A known gear is used to calibrate the model-based single-sensor multi-distance measurement approach. According to ISO 15530, the calibration gear must fulfill the similarity condition concerning the gear to be measured. For this reason, a midsized non-modified spur gear with nominally the same geometry with 26 teeth with an involute profile, a normal module of 3.75 mm and a nominal base circle radius of 45.8100 mm is used. The reference mean base circle radius is 45.8184 mm ± 0.0005 mm (k = 1) and thus deviates on average by 0.2 μm from the gear to be measured. The tooth individual shape deviations are also shown in Figure 3. Here, too, an approximately sinusoidal distribution of the profile slope deviations over the entire circumference of the gear can be seen, which results from a superposition of individual shape deviations and a systematic error from the reference measurement. Accordingly, the same systematic influences are observed in both reference measurements. Even if the individual tooth shape deviations of the two gears differ quantitatively, they are almost identical on average (see reference mean base circle radii). The residuals of ideal and actual involutes also have similar shapes. The condition of similarity is therefore largely met concerning the actual geometry.

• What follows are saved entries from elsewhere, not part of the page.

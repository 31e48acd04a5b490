//! Admin account commands.
//!
//! # Usage
//!
//! ```bash
//! # Promote an account that signed up through the storefront
//! nexora-cli admin promote -e owner@example.com
//!
//! # Create an admin account directly
//! nexora-cli admin create -e owner@example.com -n "Store Owner" -p 's3cret-pass'
//! ```

use sqlx::PgPool;

use nexora_core::{Email, Role};
use nexora_storefront::db::UserRepository;
use nexora_storefront::db::users::NewUser;
use nexora_storefront::services::auth::{AuthError, hash_password, validate_password};

use super::CliError;

/// Give an existing account the admin role.
///
/// # Errors
///
/// Returns `CliError::UserNotFound` if no account has this email.
pub async fn promote(pool: &PgPool, email: &str) -> Result<(), CliError> {
    let email = Email::parse(email).map_err(|_| CliError::InvalidEmail(email.to_owned()))?;
    let users = UserRepository::new(pool);

    let user = users
        .get_by_email(&email)
        .await?
        .ok_or_else(|| CliError::UserNotFound(email.to_string()))?;

    if user.role == Role::Admin {
        tracing::info!("{} is already an admin", email);
        return Ok(());
    }

    users.set_role(user.id, Role::Admin).await?;
    tracing::info!("Promoted {} (ID: {}) to admin", email, user.id);
    Ok(())
}

/// Create a new admin account with a password.
///
/// # Errors
///
/// Returns `CliError::UserExists` if the email is taken, or
/// `CliError::Auth` if the password is too weak.
pub async fn create(pool: &PgPool, email: &str, name: &str, password: &str) -> Result<(), CliError> {
    let email = Email::parse(email).map_err(|_| CliError::InvalidEmail(email.to_owned()))?;
    let name = name.trim();
    if name.is_empty() {
        return Err(AuthError::MissingName.into());
    }

    let users = UserRepository::new(pool);
    if users.get_by_email(&email).await?.is_some() {
        return Err(CliError::UserExists(email.to_string()));
    }

    validate_password(password)?;
    let password_hash = hash_password(password)?;
    let user = users
        .create(&NewUser {
            email: &email,
            name,
            password_hash: Some(&password_hash),
            google_id: None,
            avatar_url: None,
            role: Role::Admin,
        })
        .await?;

    tracing::info!("Admin created! ID: {}, Email: {}", user.id, email);
    Ok(())
}
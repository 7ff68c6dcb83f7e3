use std::fmt;

use fabula_common::Locus;

/// A lexer error with location information.
///
/// The lexer aborts on the first unrecognized byte or unterminated
/// literal, per spec §4.1/§7 -- there is no error-recovery mode.
#[derive(Debug, Clone, PartialEq)]
pub struct LexError {
    pub kind: LexErrorKind,
    pub locus: Locus,
}

impl LexError {
    pub fn new(kind: LexErrorKind, locus: Locus) -> Self {
        Self { kind, locus }
    }
}

#[derive(Debug, Clone, PartialEq)]
pub enum LexErrorKind {
    UnrecognizedByte(char),
    UnterminatedString,
}

impl fmt::Display for LexErrorKind {
    fn fmt(&self, f: &mut fmt::Formatter<'_>) -> fmt::Result {
        match self {
            LexErrorKind::UnrecognizedByte(c) => write!(f, "unrecognized byte: {c:?}"),
            LexErrorKind::UnterminatedString => write!(f, "unterminated string literal"),
        }
    }
}

impl fmt::Display for LexError {
    fn fmt(&self, f: &mut fmt::Formatter<'_>) -> fmt::Result {
        write!(f, "{}", self.kind)
    }
}

impl std::error::Error for LexError {}
//! The semantic context: the registries, scope tree, diagnostics list,
//! and per-expression type map that `analyze` produces (spec §4.3,
//! §5 "Resource model").

use rustc_hash::FxHashMap;

use fabula_parser::Expr;

use crate::scope::Scope;
use crate::types::SemanticType;

/// A non-fatal semantic diagnostic. Reuses `fabula_common::Diagnostic`
/// directly rather than a parallel wrapper enum -- its own doc comment
/// already describes this exact role ("each entry in the semantic
/// analyzer's non-aborting diagnostic list").
pub type SemaDiagnostic = fabula_common::Diagnostic;

/// Output of [`crate::analyze`]: the registries built in phase 1, the
/// diagnostics and expression types produced in phase 2.
pub struct SemaContext {
    pub global: Scope,
    pub classes: FxHashMap<String, SemanticType>,
    pub enums: FxHashMap<String, SemanticType>,
    pub unions: FxHashMap<String, SemanticType>,
    pub interfaces: FxHashMap<String, SemanticType>,
    pub type_aliases: FxHashMap<String, SemanticType>,
    pub diagnostics: Vec<SemaDiagnostic>,
    /// Keyed by the `Expr` node's address: the spec's "stable
    /// identifier assigned when the IR is built" is realized here as a
    /// pointer into the caller-owned, never-mutated `Module` tree
    /// (design note §9 permits storing the type on the node itself or
    /// keying by an assigned identity -- the tree is walked exactly
    /// once and never moved during analysis, so the address is stable
    /// for the lifetime of the context).
    types: FxHashMap<usize, SemanticType>,
}

fn expr_key(expr: &Expr) -> usize {
    expr as *const Expr as usize
}

impl SemaContext {
    pub fn new() -> Self {
        SemaContext {
            global: Scope::global(),
            classes: FxHashMap::default(),
            enums: FxHashMap::default(),
            unions: FxHashMap::default(),
            interfaces: FxHashMap::default(),
            type_aliases: FxHashMap::default(),
            diagnostics: Vec::new(),
            types: FxHashMap::default(),
        }
    }

    pub fn record_type(&mut self, expr: &Expr, ty: SemanticType) {
        self.types.insert(expr_key(expr), ty);
    }

    pub fn type_of(&self, expr: &Expr) -> Option<&SemanticType> {
        self.types.get(&expr_key(expr))
    }

    pub fn error(&mut self, locus: fabula_common::Locus, message: impl Into<String>) {
        self.diagnostics.push(SemaDiagnostic::error(locus, message));
    }

    pub fn has_errors(&self) -> bool {
        self.diagnostics.iter().any(|d| d.severity == fabula_common::Severity::Error)
    }
}

impl Default for SemaContext {
    fn default() -> Self {
        Self::new()
    }
}
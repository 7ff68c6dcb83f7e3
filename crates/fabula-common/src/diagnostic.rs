use std::fmt;

use crate::locus::Locus;

/// Severity of a diagnostic. Lexical/syntactic errors that abort a stage
/// are always `Error`; semantic diagnostics may in principle be
/// downgraded to `Warning` by a caller, though the analyzer itself only
/// ever produces `Error`-severity entries today.
#[derive(Debug, Clone, Copy, PartialEq, Eq)]
pub enum Severity {
    Error,
    Warning,
}

impl fmt::Display for Severity {
    fn fmt(&self, f: &mut fmt::Formatter<'_>) -> fmt::Result {
        match self {
            Severity::Error => write!(f, "error"),
            Severity::Warning => write!(f, "warning"),
        }
    }
}

/// A single positioned diagnostic: file, locus, severity, and message.
///
/// This is the common shape shared by the lexer's fatal error, the
/// parser's fatal error, and each entry in the semantic analyzer's
/// non-aborting diagnostic list -- the stage-specific error enums
/// (`LexError`, `ParseError`, `SemaDiagnostic`) all convert into this via
/// `Diagnostic::new`.
#[derive(Debug, Clone, PartialEq, Eq)]
pub struct Diagnostic {
    pub severity: Severity,
    pub locus: Locus,
    pub message: String,
}

impl Diagnostic {
    pub fn error(locus: Locus, message: impl Into<String>) -> Self {
        Self {
            severity: Severity::Error,
            locus,
            message: message.into(),
        }
    }

    pub fn warning(locus: Locus, message: impl Into<String>) -> Self {
        Self {
            severity: Severity::Warning,
            locus,
            message: message.into(),
        }
    }

    /// Render in the format mandated by spec §6:
    ///
    /// ```text
    /// <filename>:<line>:<col>: error: <message>
    ///
    ///   <source line>
    ///   <spaces><caret>
    /// ```
    pub fn render(&self, filename: &str, source: &str) -> String {
        let mut out = format!(
            "{filename}:{line}:{col}: {severity}: {message}\n",
            filename = filename,
            line = self.locus.line,
            col = self.locus.column,
            severity = self.severity,
            message = self.message,
        );
        if let Some(source_line) = source.lines().nth((self.locus.line.saturating_sub(1)) as usize) {
            out.push('\n');
            out.push_str("  ");
            out.push_str(source_line);
            out.push('\n');
            out.push_str("  ");
            for _ in 1..self.locus.column {
                out.push(' ');
            }
            out.push('^');
            out.push('\n');
        }
        out
    }
}

impl fmt::Display for Diagnostic {
    fn fmt(&self, f: &mut fmt::Formatter<'_>) -> fmt::Result {
        write!(f, "{}:{}: {}: {}", self.locus.line, self.locus.column, self.severity, self.message)
    }
}

#[cfg(test)]
mod tests {
    use super::*;

    #[test]
    fn render_includes_caret() {
        let d = Diagnostic::error(Locus::new(1, 3, 2), "unexpected token");
        let rendered = d.render("stdin", "abc");
        assert!(rendered.contains("stdin:1:3: error: unexpected token"));
        assert!(rendered.contains("abc"));
        assert!(rendered.contains("  ^"));
    }

    #[test]
    fn display_is_terse() {
        let d = Diagnostic::warning(Locus::new(2, 1, 5), "undefined identifier 'x'");
        assert_eq!(d.to_string(), "2:1: warning: undefined identifier 'x'");
    }
}
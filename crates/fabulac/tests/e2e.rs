//! End-to-end integration tests for the `fabulac` driver: invoke the
//! built binary over stdin and check its stdout/stderr/exit code.

use std::io::Write;
use std::path::PathBuf;
use std::process::{Command, Stdio};

/// Find the `fabulac` binary in the target directory.
fn find_fabulac() -> PathBuf {
    let mut path = std::env::current_exe()
        .expect("cannot find current exe")
        .parent()
        .expect("cannot find parent dir")
        .to_path_buf();

    if path.file_name().map_or(false, |n| n == "deps") {
        path = path.parent().unwrap().to_path_buf();
    }

    let fabulac = path.join("fabulac");
    assert!(
        fabulac.exists(),
        "fabulac binary not found at {}. Run `cargo build -p fabulac` first.",
        fabulac.display()
    );
    fabulac
}

fn run(args: &[&str], stdin: &str) -> std::process::Output {
    let mut child = Command::new(find_fabulac())
        .args(args)
        .stdin(Stdio::piped())
        .stdout(Stdio::piped())
        .stderr(Stdio::piped())
        .spawn()
        .expect("failed to invoke fabulac");

    child
        .stdin
        .take()
        .unwrap()
        .write_all(stdin.as_bytes())
        .expect("failed to write to fabulac stdin");

    child.wait_with_output().expect("failed to wait on fabulac")
}

#[test]
fn lex_dumps_json_token_stream() {
    let output = run(&["lex"], "varia numerus x = 1");
    assert!(output.status.success());
    let stdout = String::from_utf8_lossy(&output.stdout);
    assert!(stdout.contains("\"tag\""));
    assert!(stdout.contains("\"Keyword\""));
}

#[test]
fn parse_dumps_json_module_tree() {
    let output = run(&["parse"], "varia numerus x = 1");
    assert!(output.status.success());
    let stdout = String::from_utf8_lossy(&output.stdout);
    assert!(stdout.contains("\"_type\""));
    assert!(stdout.contains("\"VarDecl\""));
}

#[test]
fn emit_fab_reprints_canonical_source() {
    let output = run(&["emit", "-t", "fab"], "varia numerus x=1");
    assert!(output.status.success());
    let stdout = String::from_utf8_lossy(&output.stdout);
    assert!(stdout.contains("varia numerus x = 1"));
}

#[test]
fn emit_py_lowers_to_python_source() {
    let output = run(&["emit", "-t", "py"], "incipit {\n\tscribe \"hi\"\n}");
    assert!(output.status.success());
    let stdout = String::from_utf8_lossy(&output.stdout);
    assert!(stdout.contains("print(\"hi\")"));
    assert!(stdout.contains("if __name__ == \"__main__\":"));
}

#[test]
fn lex_error_reports_caret_and_exits_nonzero() {
    let output = run(&["lex"], "varia x = `");
    assert!(!output.status.success());
    let stderr = String::from_utf8_lossy(&output.stderr);
    assert!(stderr.contains("error:"));
    assert!(stderr.contains('^'));
}

#[test]
fn parse_error_reports_caret_and_exits_nonzero() {
    let output = run(&["parse"], "varia numerus =");
    assert!(!output.status.success());
    let stderr = String::from_utf8_lossy(&output.stderr);
    assert!(stderr.contains("error:"));
}

#[test]
fn semantic_error_fails_emit_without_emitting_output() {
    let output = run(&["emit", "-t", "fab"], "varia x = foo");
    assert!(!output.status.success());
    let stderr = String::from_utf8_lossy(&output.stderr);
    assert!(stderr.contains("undefined identifier"));
    assert!(output.stdout.is_empty());
}
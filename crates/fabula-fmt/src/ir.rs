//! Wadler-Lindig format IR shared by the canonical emitter (and reused
//! by the lowering emitter for its own target-text printing).
//!
//! Carried over near-verbatim from the teacher's `snow-fmt::ir`, since
//! this document algebra is target-agnostic: it says nothing about
//! Fabula or Python, only about text/space/line/indent/group.

/// A document IR node in the Wadler-Lindig style.
///
/// The printer decides at each `Group` boundary whether to render flat
/// (all on one line) or broken (with line breaks and indentation).
#[derive(Debug, Clone, PartialEq, Eq)]
pub enum FormatIR {
    /// Literal text to emit verbatim.
    Text(String),
    /// A space in flat mode; a newline + indent in broken mode.
    Space,
    /// Always emits a newline + current indentation, regardless of mode.
    Hardline,
    /// Increase indentation for the child IR by one level.
    Indent(Box<FormatIR>),
    /// Try to render the child flat (on one line). If it exceeds the
    /// remaining line width, render in broken mode instead.
    Group(Box<FormatIR>),
    /// Emit different content depending on whether the enclosing group
    /// is in flat or broken mode.
    IfBreak { flat: Box<FormatIR>, broken: Box<FormatIR> },
    /// A sequence of IR nodes rendered in order.
    Concat(Vec<FormatIR>),
    /// Produces no output.
    Empty,
}

// ── Helper constructors ─────────────────────────────────────────────

pub fn text(s: impl Into<String>) -> FormatIR {
    FormatIR::Text(s.into())
}

pub fn space() -> FormatIR {
    FormatIR::Space
}

pub fn hardline() -> FormatIR {
    FormatIR::Hardline
}

pub fn indent(ir: FormatIR) -> FormatIR {
    FormatIR::Indent(Box::new(ir))
}

pub fn group(ir: FormatIR) -> FormatIR {
    FormatIR::Group(Box::new(ir))
}

pub fn concat(parts: Vec<FormatIR>) -> FormatIR {
    FormatIR::Concat(parts)
}

pub fn if_break(flat: FormatIR, broken: FormatIR) -> FormatIR {
    FormatIR::IfBreak { flat: Box::new(flat), broken: Box::new(broken) }
}

/// Concatenate `parts` with `sep` placed between (not after) each one.
pub fn join(sep: FormatIR, parts: Vec<FormatIR>) -> FormatIR {
    let mut out = Vec::new();
    for (i, part) in parts.into_iter().enumerate() {
        if i > 0 {
            out.push(sep.clone());
        }
        out.push(part);
    }
    concat(out)
}
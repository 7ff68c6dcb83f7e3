use serde::Serialize;

use fabula_common::Locus;

use super::expr::Expr;
use super::types::Type;

#[derive(Debug, Clone, Copy, PartialEq, Eq, Serialize)]
pub enum VarKind {
    /// `varia`
    Mutable,
    /// `fixum`
    Const,
    /// `figendum`
    Frozen,
    /// `variandum`
    Rebindable,
}

/// Default visibility of class members is `Public` regardless of the
/// enclosing top-level `publica` annotation flag (spec §9 open question
/// b) -- preserved as-is.
#[derive(Debug, Clone, Copy, PartialEq, Eq, Serialize)]
pub enum Visibility {
    Public,
    Private,
    Protected,
}

#[derive(Debug, Clone, Copy, PartialEq, Eq, Serialize)]
pub enum ForSpecies {
    /// `itera x in xs`
    In,
    /// `itera x de xs`
    De,
}

#[derive(Debug, Clone, Copy, PartialEq, Eq, Serialize)]
pub enum PrintSeverity {
    /// `scribe`
    Info,
    /// `mussat`
    Debug,
    /// `cavet`
    Warn,
}

#[derive(Debug, Clone, PartialEq, Serialize)]
pub struct FieldDecl {
    pub name: String,
    pub ty: Type,
    pub visibility: Visibility,
    pub default: Option<Expr>,
    pub locus: Locus,
}

#[derive(Debug, Clone, PartialEq, Serialize)]
pub struct InterfaceMethod {
    pub name: String,
    pub params: Vec<super::expr::Param>,
    pub ret: Option<Type>,
    pub locus: Locus,
}

#[derive(Debug, Clone, PartialEq, Serialize)]
pub struct EnumMember {
    pub name: String,
    pub value: Option<Expr>,
    pub locus: Locus,
}

#[derive(Debug, Clone, PartialEq, Serialize)]
pub struct VariantDecl {
    pub name: String,
    pub fields: Vec<FieldDecl>,
    pub locus: Locus,
}

#[derive(Debug, Clone, PartialEq, Serialize)]
pub struct ImportName {
    pub name: String,
    pub alias: Option<String>,
    pub locus: Locus,
}

/// `elige`/`discerne` case body: either a brace block or a bare
/// `reddit expr` shorthand (spec §4.2).
#[derive(Debug, Clone, PartialEq, Serialize)]
#[serde(tag = "_type")]
pub enum CaseBody {
    Block { statements: Vec<Stmt> },
    Return { expr: Expr },
}

#[derive(Debug, Clone, PartialEq, Serialize)]
pub struct SwitchCase {
    pub pattern: Expr,
    pub body: CaseBody,
    pub locus: Locus,
}

/// A `discerne` pattern: wildcard, bare variant, variant-with-alias, or
/// variant-with-field-bindings (spec §3, §4.2, GLOSSARY).
#[derive(Debug, Clone, PartialEq, Serialize)]
#[serde(tag = "_type")]
pub enum Pattern {
    Wildcard { locus: Locus },
    Variant {
        name: String,
        alias: Option<String>,
        bindings: Vec<String>,
        locus: Locus,
    },
}

#[derive(Debug, Clone, PartialEq, Serialize)]
pub struct MatchCase {
    /// One pattern per scrutinee (multiple scrutinees -> tuple match).
    pub patterns: Vec<Pattern>,
    pub body: Vec<Stmt>,
    pub locus: Locus,
}

#[derive(Debug, Clone, PartialEq, Serialize)]
pub struct GuardClause {
    pub cond: Expr,
    pub body: Vec<Stmt>,
    pub locus: Locus,
}

#[derive(Debug, Clone, PartialEq, Serialize)]
pub struct CatchClause {
    pub param: Option<String>,
    pub body: Vec<Stmt>,
    pub locus: Locus,
}

/// A top-level statement or nested block-statement (spec §3).
#[derive(Debug, Clone, PartialEq, Serialize)]
#[serde(tag = "_type")]
pub enum Stmt {
    Block {
        statements: Vec<Stmt>,
        locus: Locus,
    },
    Expr {
        expr: Expr,
        locus: Locus,
    },
    /// A statement with no content: `tacet`, or a discarded `§ sectio
    /// "name"` directive (spec §4.2).
    Empty {
        locus: Locus,
    },
    VarDecl {
        name: String,
        kind: VarKind,
        ty: Option<Type>,
        init: Option<Expr>,
        visibility: Visibility,
        is_extern: bool,
        locus: Locus,
    },
    FunctionDecl {
        name: String,
        params: Vec<super::expr::Param>,
        ret: Option<Type>,
        body: Option<Vec<Stmt>>,
        is_async: bool,
        generics: Vec<String>,
        visibility: Visibility,
        is_extern: bool,
        is_abstract: bool,
        locus: Locus,
    },
    ClassDecl {
        name: String,
        generics: Vec<String>,
        fields: Vec<FieldDecl>,
        methods: Vec<Stmt>,
        interfaces: Vec<String>,
        is_abstract: bool,
        visibility: Visibility,
        locus: Locus,
    },
    InterfaceDecl {
        name: String,
        generics: Vec<String>,
        methods: Vec<InterfaceMethod>,
        visibility: Visibility,
        locus: Locus,
    },
    EnumDecl {
        name: String,
        members: Vec<EnumMember>,
        visibility: Visibility,
        locus: Locus,
    },
    UnionDecl {
        name: String,
        variants: Vec<VariantDecl>,
        visibility: Visibility,
        locus: Locus,
    },
    Import {
        path: String,
        total: bool,
        alias: Option<String>,
        names: Vec<ImportName>,
        locus: Locus,
    },
    TypeAlias {
        name: String,
        target: Type,
        visibility: Visibility,
        locus: Locus,
    },
    If {
        cond: Expr,
        then_branch: Box<Stmt>,
        else_branch: Option<Box<Stmt>>,
        locus: Locus,
    },
    While {
        cond: Expr,
        body: Box<Stmt>,
        locus: Locus,
    },
    DoWhile {
        body: Box<Stmt>,
        cond: Expr,
        locus: Locus,
    },
    For {
        binding: String,
        iterator: Expr,
        body: Box<Stmt>,
        species: ForSpecies,
        is_async: bool,
        locus: Locus,
    },
    Switch {
        subject: Expr,
        cases: Vec<SwitchCase>,
        default: Option<CaseBody>,
        locus: Locus,
    },
    Match {
        scrutinees: Vec<Expr>,
        cases: Vec<MatchCase>,
        locus: Locus,
    },
    Guard {
        clauses: Vec<GuardClause>,
        locus: Locus,
    },
    Try {
        block: Box<Stmt>,
        catch: Option<CatchClause>,
        finally: Option<Box<Stmt>>,
        locus: Locus,
    },
    Return {
        value: Option<Expr>,
        locus: Locus,
    },
    Throw {
        value: Expr,
        fatal: bool,
        locus: Locus,
    },
    Print {
        value: Expr,
        severity: PrintSeverity,
        locus: Locus,
    },
    Assert {
        cond: Expr,
        message: Option<Expr>,
        locus: Locus,
    },
    Break {
        locus: Locus,
    },
    Continue {
        locus: Locus,
    },
    EntryPoint {
        body: Vec<Stmt>,
        is_async: bool,
        locus: Locus,
    },
    TestSuite {
        name: String,
        body: Vec<Stmt>,
        locus: Locus,
    },
    TestCase {
        name: String,
        body: Vec<Stmt>,
        locus: Locus,
    },
}

impl Stmt {
    pub fn locus(&self) -> Locus {
        match self {
            Stmt::Block { locus, .. }
            | Stmt::Expr { locus, .. }
            | Stmt::Empty { locus }
            | Stmt::VarDecl { locus, .. }
            | Stmt::FunctionDecl { locus, .. }
            | Stmt::ClassDecl { locus, .. }
            | Stmt::InterfaceDecl { locus, .. }
            | Stmt::EnumDecl { locus, .. }
            | Stmt::UnionDecl { locus, .. }
            | Stmt::Import { locus, .. }
            | Stmt::TypeAlias { locus, .. }
            | Stmt::If { locus, .. }
            | Stmt::While { locus, .. }
            | Stmt::DoWhile { locus, .. }
            | Stmt::For { locus, .. }
            | Stmt::Switch { locus, .. }
            | Stmt::Match { locus, .. }
            | Stmt::Guard { locus, .. }
            | Stmt::Try { locus, .. }
            | Stmt::Return { locus, .. }
            | Stmt::Throw { locus, .. }
            | Stmt::Print { locus, .. }
            | Stmt::Assert { locus, .. }
            | Stmt::Break { locus }
            | Stmt::Continue { locus }
            | Stmt::EntryPoint { locus, .. }
            | Stmt::TestSuite { locus, .. }
            | Stmt::TestCase { locus, .. } => *locus,
        }
    }
}

/// A compilation unit: an ordered list of top-level statements.
#[derive(Debug, Clone, PartialEq, Serialize)]
pub struct Module {
    pub statements: Vec<Stmt>,
}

3.2. Measurement Object and Sensor Arrangement

The experimental set-up of the model-based scanning single-sensor multi-distance measurement approach is shown in Figure 4. As the rotation unit, the rotary table of a Leitz PMM-F 30.20.7 portal coordinate machine is deployed, on which the gear is positioned by a specific clamping unit (cf. Figure 4). The rotation speed of the rotary table amounts to 1.1 min−1 and is selected to ensure an almost uniform movement as well as a fast scanning measurement. To measure the contour of the tooth flanks, a confocal-chromatic sensor IFS2405-10 from MicroEpsilon is set up. The sensor has a measuring range of 10 mm at a working distance of 50 mm and is specified with a distance uncertainty of ≤2.5 μm (k = 1). The measuring spot has an average diameter of 16 μm on the tooth surfaces. The left tooth flanks are measured. The sensor is positioned so that the entire measuring range is used when detecting the tooth flanks. To align the sensor tangentially to the nominal base circle of the gear, a manual rotary unit is used. Due to a wobble resulting from an eccentric and possibly slightly inclined clamping of the gear on the rotary table, the real sensor alignment deviates from the ideal alignment, cf. Section 2.3.
For the validation of the model-based measuring principle, the sensor system must be calibrated and adjusted. Therefore, the calibration gear is mounted nearly concentric on the clamping unit on the rotary table. A challenge for the set-up is a reproducible clamping of the calibration gear and the gear to be measured afterwards. The similarity condition must also be fulfilled concerning the gear positioning for subsequent measurements. Otherwise, the systematic deviation due to the unknown sensor arrangement will be under- or overcompensated due to the influence of a different wobble. With a suitable gear clamping unit, the influence of the wobble can be significantly reduced. When the measuring system is calibrated (cf. Section 3.3), the gear to be measured can be positioned on the rotary table. Thus, the design of the measurement object and sensor arrangement is optimized to reduce systematic influences as much as possible. Note that all measurements are performed in an air-conditioned measuring room. Temperature changes over time are less than 0.4 K per hour. Besides, the measuring arrangement is set up hours before the measurements to obtain a temperature distribution that is as stationary as possible during the measurements. Therefore, a thermal drift of the used sensor and material expansion of the gear are negligible.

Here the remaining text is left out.